At the center of this movement was the use of psychedelic drugs, particularly LSD (lysergic acid diethylamide), which was seen as a means of expanding consciousness and exploring new realms of experience. LSD was first synthesized by Swiss chemist Albert Hofmann in 1938, but it wasn’t until the 1960s that it became widely known and used as a tool for spiritual exploration and personal transformation. Origins writes:

“The CIA experimented with LSD in the 1950s for its potential use in psychological warfare… By the early 1960s, several leading universities had begun to investigate the psychological effects and health benefits of LSD. Most famously, between 1961 and 1963, Harvard professors Dr. Timothy Leary and Dr. Richard Alpert… tested Acid for its therapeutic use.”
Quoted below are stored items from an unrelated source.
//! Live web search collaborator.
//!
//! `WebSearcher::search` is infallible by contract: implementations catch
//! their own failures and return a passage whose content records the failure
//! reason. Downstream grading then treats the placeholder as ungrounded and
//! steers the workflow into its retry path instead of crashing the query.

use async_trait::async_trait;
use serde_json::json;
use tracing::{debug, warn};

use crate::state::Passage;

/// Maps a question to one synthesized web passage.
#[async_trait]
pub trait WebSearcher: Send + Sync {
    /// Never fails; degraded results carry the failure text in the passage.
    async fn search(&self, question: &str) -> Passage;
}

const TAVILY_SEARCH_URL: &str = "https://api.tavily.com/search";

/// Tavily-backed web search.
///
/// Joins the result snippets into a single web-origin passage.
pub struct TavilySearcher {
    api_key: String,
    max_results: usize,
    base_url: String,
}

impl TavilySearcher {
    /// Creates a searcher returning up to `max_results` merged snippets.
    pub fn new(api_key: impl Into<String>, max_results: usize) -> Self {
        Self {
            api_key: api_key.into(),
            max_results,
            base_url: TAVILY_SEARCH_URL.to_string(),
        }
    }

    /// Overrides the API endpoint (tests, proxies).
    pub fn with_base_url(mut self, base_url: impl Into<String>) -> Self {
        self.base_url = base_url.into();
        self
    }

    async fn request(&self, question: &str) -> Result<String, String> {
        let body = json!({
            "api_key": self.api_key,
            "query": question,
            "max_results": self.max_results,
        });
        let client = reqwest::Client::new();
        let res = client
            .post(&self.base_url)
            .header("Content-Type", "application/json")
            .json(&body)
            .send()
            .await
            .map_err(|e| e.to_string())?;
        if !res.status().is_success() {
            let status = res.status();
            let err_body = res.text().await.unwrap_or_default();
            return Err(format!("search API error {status}: {err_body}"));
        }
        let out: serde_json::Value = res.json().await.map_err(|e| e.to_string())?;

        let results = out
            .get("results")
            .and_then(|r| r.as_array())
            .map(|v| v.as_slice())
            .unwrap_or(&[]);
        let merged = results
            .iter()
            .filter_map(|r| r.get("content").and_then(|c| c.as_str()))
            .collect::<Vec<_>>()
            .join("\n");
        if merged.is_empty() {
            // Degenerate but successful reply; keep whatever the API said.
            Ok(out.to_string())
        } else {
            Ok(merged)
        }
    }
}

#[async_trait]
impl WebSearcher for TavilySearcher {
    async fn search(&self, question: &str) -> Passage {
        match self.request(question).await {
            Ok(content) => {
                debug!(len = content.len(), "web search results");
                Passage::web(content)
            }
            Err(reason) => {
                warn!(reason = %reason, "web search failed; degrading to placeholder passage");
                Passage::web(format!("Web search failed: {reason}"))
            }
        }
    }
}

#[cfg(test)]
mod tests {
    use super::*;
    use crate::state::PassageOrigin;

    /// **Scenario**: an unreachable endpoint degrades to a failure passage
    /// instead of an error.
    #[tokio::test]
    async fn unreachable_endpoint_degrades_to_placeholder() {
        let searcher =
            TavilySearcher::new("test-key", 3).with_base_url("http://127.0.0.1:1/search");
        let passage = searcher.search("anything").await;
        assert_eq!(passage.origin, PassageOrigin::Web);
        assert!(passage.content.starts_with("Web search failed:"));
    }

    /// **Scenario**: a live search returns merged snippets when a key is present.
    #[tokio::test]
    #[ignore = "Requires TAVILY_API_KEY; run with: cargo test -p sift live_search -- --ignored"]
    async fn live_search_returns_content() {
        let key = std::env::var("TAVILY_API_KEY").expect("TAVILY_API_KEY must be set");
        let searcher = TavilySearcher::new(key, 3);
        let passage = searcher.search("current weather in Tokyo").await;
        assert_eq!(passage.origin, PassageOrigin::Web);
        assert!(!passage.content.starts_with("Web search failed:"));
        assert!(!passage.content.is_empty());
    }
}
//! Chat model abstraction shared by the LLM-backed collaborators.
//!
//! The router, the three graders, and the generator each assemble a prompt and
//! need one completion back; this module defines that minimal contract and its
//! implementations: `OpenAiChat` (real API) and `MockChat` (scripted, for
//! tests and examples).

mod mock;
mod openai;

pub use mock::MockChat;
pub use openai::OpenAiChat;

use async_trait::async_trait;

use crate::error::WorkflowError;
use crate::message::Message;

/// Chat model: given messages, returns the assistant reply text.
///
/// Implementations must be `Send + Sync`; collaborators share one client via
/// `Arc<dyn ChatModel>`.
#[async_trait]
pub trait ChatModel: Send + Sync {
    /// One completion: read messages, return the assistant reply.
    async fn complete(&self, messages: &[Message]) -> Result<String, WorkflowError>;
}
As more of the world became aware of the substance, people began to realize its potential for other purposes. The connection between love and LSD was a central theme of the counterculture movement. Many people who experimented with acid reported experiencing profound feelings of love and interconnectedness, and saw the drug as a means of breaking down the barriers that separated individuals from one another and from the natural world.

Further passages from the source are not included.